// SPDX-License-Identifier: MPL-2.0
//! Config directory resolution.
//!
//! # Path Resolution Order
//!
//! 1. **Explicit override** - parameter to `_with_override()` functions (for tests)
//! 2. **CLI argument** (`--config-dir`) - set via [`init_cli_override`]
//! 3. **Environment variable** (`ICED_LAZY_IMG_CONFIG_DIR`)
//! 4. **Platform default** - via `dirs` crate

use std::path::PathBuf;
use std::sync::OnceLock;

/// Directory name used under the platform config directory.
const APP_NAME: &str = "IcedLazyImg";

/// Environment variable to override the config directory.
pub const ENV_CONFIG_DIR: &str = "ICED_LAZY_IMG_CONFIG_DIR";

/// Global CLI override for config directory (set once at startup).
static CLI_CONFIG_DIR: OnceLock<Option<PathBuf>> = OnceLock::new();

/// Records the `--config-dir` CLI argument.
///
/// Only the first call has an effect; later calls are ignored so tests and
/// embedding hosts can call it freely.
pub fn init_cli_override(config_dir: Option<String>) {
    let _ = CLI_CONFIG_DIR.set(config_dir.map(PathBuf::from));
}

fn get_cli_config_dir() -> Option<PathBuf> {
    CLI_CONFIG_DIR.get().and_then(Clone::clone)
}

/// Returns the config directory path.
///
/// - Linux: `~/.config/IcedLazyImg/`
/// - macOS: `~/Library/Application Support/IcedLazyImg/`
/// - Windows: `C:\Users\<User>\AppData\Roaming\IcedLazyImg\`
///
/// Returns `None` if the config directory cannot be determined.
pub fn get_config_dir() -> Option<PathBuf> {
    get_config_dir_with_override(None)
}

/// Returns the config directory path with an optional override.
pub fn get_config_dir_with_override(override_path: Option<PathBuf>) -> Option<PathBuf> {
    if let Some(path) = override_path {
        return Some(path);
    }

    if let Some(path) = get_cli_config_dir() {
        return Some(path);
    }

    if let Ok(env_path) = std::env::var(ENV_CONFIG_DIR) {
        if !env_path.is_empty() {
            return Some(PathBuf::from(env_path));
        }
    }

    dirs::config_dir().map(|mut path| {
        path.push(APP_NAME);
        path
    })
}
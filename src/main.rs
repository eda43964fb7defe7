// SPDX-License-Identifier: MPL-2.0
use iced_lazy_img::app::{self, Flags};
use iced_lazy_img::config;

const HELP: &str = "\
Lazy image demo

USAGE:
  iced_lazy_img [OPTIONS] [SRC]

OPTIONS:
  --src <URL>                 Image URL or path
  --srcset <LIST>             Candidates, e.g. \"a.jpg 1x, a@2x.jpg 2x\"
  --sizes <LIST>              Slot sizes for width descriptors
  --placeholder <URL>         Shown until the image is ready
  --fit <FIT>                 cover | fill | contain | none | scale-down
  --position <POS>            e.g. \"left top\" or \"30% 70%\"
  --ratio <RATIO>             Width / height, e.g. 16/9
  --width <LEN>               e.g. 320, 320px or 100%
  --height <LEN>              e.g. 240, 240px or 100%
  --eager                     Fetch before the image is revealed
  --no-spinner                Hide the loading spinner
  --config-dir <DIR>          Directory holding settings.toml
  --export-diagnostics <FILE> Where the Export button writes
  -h, --help                  Print this help
";

fn main() -> Result<(), Box<dyn std::error::Error>> {
    let mut args = pico_args::Arguments::from_env();

    if args.contains(["-h", "--help"]) {
        print!("{HELP}");
        return Ok(());
    }

    let config_dir: Option<String> = args.opt_value_from_str("--config-dir")?;
    config::paths::init_cli_override(config_dir.clone());

    let mut flags = Flags {
        src: args.opt_value_from_str("--src")?,
        srcset: args.opt_value_from_str("--srcset")?,
        sizes: args.opt_value_from_str("--sizes")?,
        placeholder: args.opt_value_from_str("--placeholder")?,
        fit: args.opt_value_from_str("--fit")?,
        position: args.opt_value_from_str("--position")?,
        ratio: args.opt_value_from_str("--ratio")?,
        width: args.opt_value_from_str("--width")?,
        height: args.opt_value_from_str("--height")?,
        eager: args.contains("--eager"),
        no_spinner: args.contains("--no-spinner"),
        config_dir,
        export_diagnostics: args.opt_value_from_str("--export-diagnostics")?,
    };

    if flags.src.is_none() {
        flags.src = args
            .finish()
            .into_iter()
            .next()
            .and_then(|s| s.into_string().ok());
    }

    app::run(flags)
}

....................

## [REQUIREMENT]
All that belongs in the answer is the run of lines above from the line containing "height, e.g. 16/9" through the line containing "fn main() ->", exactly as written.

## [TASK RESPONSE]
  --ratio <RATIO>             Width / height, e.g. 16/9
  --width <LEN>               e.g. 320, 320px or 100%
  --height <LEN>              e.g. 240, 240px or 100%
  --eager                     Fetch before the image is revealed
  --no-spinner                Hide the loading spinner
  --config-dir <DIR>          Directory holding settings.toml
  --export-diagnostics <FILE> Where the Export button writes
  -h, --help                  Print this help
";

fn main() -> Result<(), Box<dyn std::error::Error>> {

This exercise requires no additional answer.